◆ **Stored records**
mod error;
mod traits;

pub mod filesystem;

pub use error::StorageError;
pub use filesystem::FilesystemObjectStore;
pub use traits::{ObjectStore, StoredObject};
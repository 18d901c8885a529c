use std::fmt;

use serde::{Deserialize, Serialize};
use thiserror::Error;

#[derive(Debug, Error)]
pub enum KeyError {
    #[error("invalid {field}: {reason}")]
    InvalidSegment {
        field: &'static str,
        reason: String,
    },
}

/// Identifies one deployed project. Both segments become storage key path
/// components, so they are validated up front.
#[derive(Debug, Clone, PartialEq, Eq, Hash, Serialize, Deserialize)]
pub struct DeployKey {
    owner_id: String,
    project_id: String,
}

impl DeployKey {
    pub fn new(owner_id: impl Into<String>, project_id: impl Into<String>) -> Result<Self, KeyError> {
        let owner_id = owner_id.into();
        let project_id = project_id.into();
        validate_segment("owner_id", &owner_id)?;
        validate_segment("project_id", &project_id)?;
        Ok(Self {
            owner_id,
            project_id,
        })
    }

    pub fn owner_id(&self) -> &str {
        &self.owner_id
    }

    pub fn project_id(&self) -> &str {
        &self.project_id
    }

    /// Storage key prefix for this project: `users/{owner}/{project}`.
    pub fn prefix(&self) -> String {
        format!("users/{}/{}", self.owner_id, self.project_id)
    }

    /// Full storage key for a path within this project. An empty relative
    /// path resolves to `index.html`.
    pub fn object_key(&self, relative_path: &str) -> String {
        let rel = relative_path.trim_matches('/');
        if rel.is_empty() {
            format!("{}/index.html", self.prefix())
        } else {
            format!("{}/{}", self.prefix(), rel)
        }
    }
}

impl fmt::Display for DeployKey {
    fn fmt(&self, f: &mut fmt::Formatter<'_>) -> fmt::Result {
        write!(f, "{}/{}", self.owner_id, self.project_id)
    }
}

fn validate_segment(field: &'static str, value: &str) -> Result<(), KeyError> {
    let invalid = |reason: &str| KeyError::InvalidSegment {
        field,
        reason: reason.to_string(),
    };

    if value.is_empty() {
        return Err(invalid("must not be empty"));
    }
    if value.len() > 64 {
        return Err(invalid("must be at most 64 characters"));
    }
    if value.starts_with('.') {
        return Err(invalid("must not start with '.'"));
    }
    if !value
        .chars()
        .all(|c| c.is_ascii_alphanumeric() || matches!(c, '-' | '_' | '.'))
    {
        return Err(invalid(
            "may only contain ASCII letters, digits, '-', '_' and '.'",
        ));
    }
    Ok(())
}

◆ **WHAT IS REQUIRED**
Find each line above that contains "field", and copy those lines.

◆ **FINAL ANSWER**
    #[error("invalid {field}: {reason}")]
        field: &'static str,
fn validate_segment(field: &'static str, value: &str) -> Result<(), KeyError> {
        field,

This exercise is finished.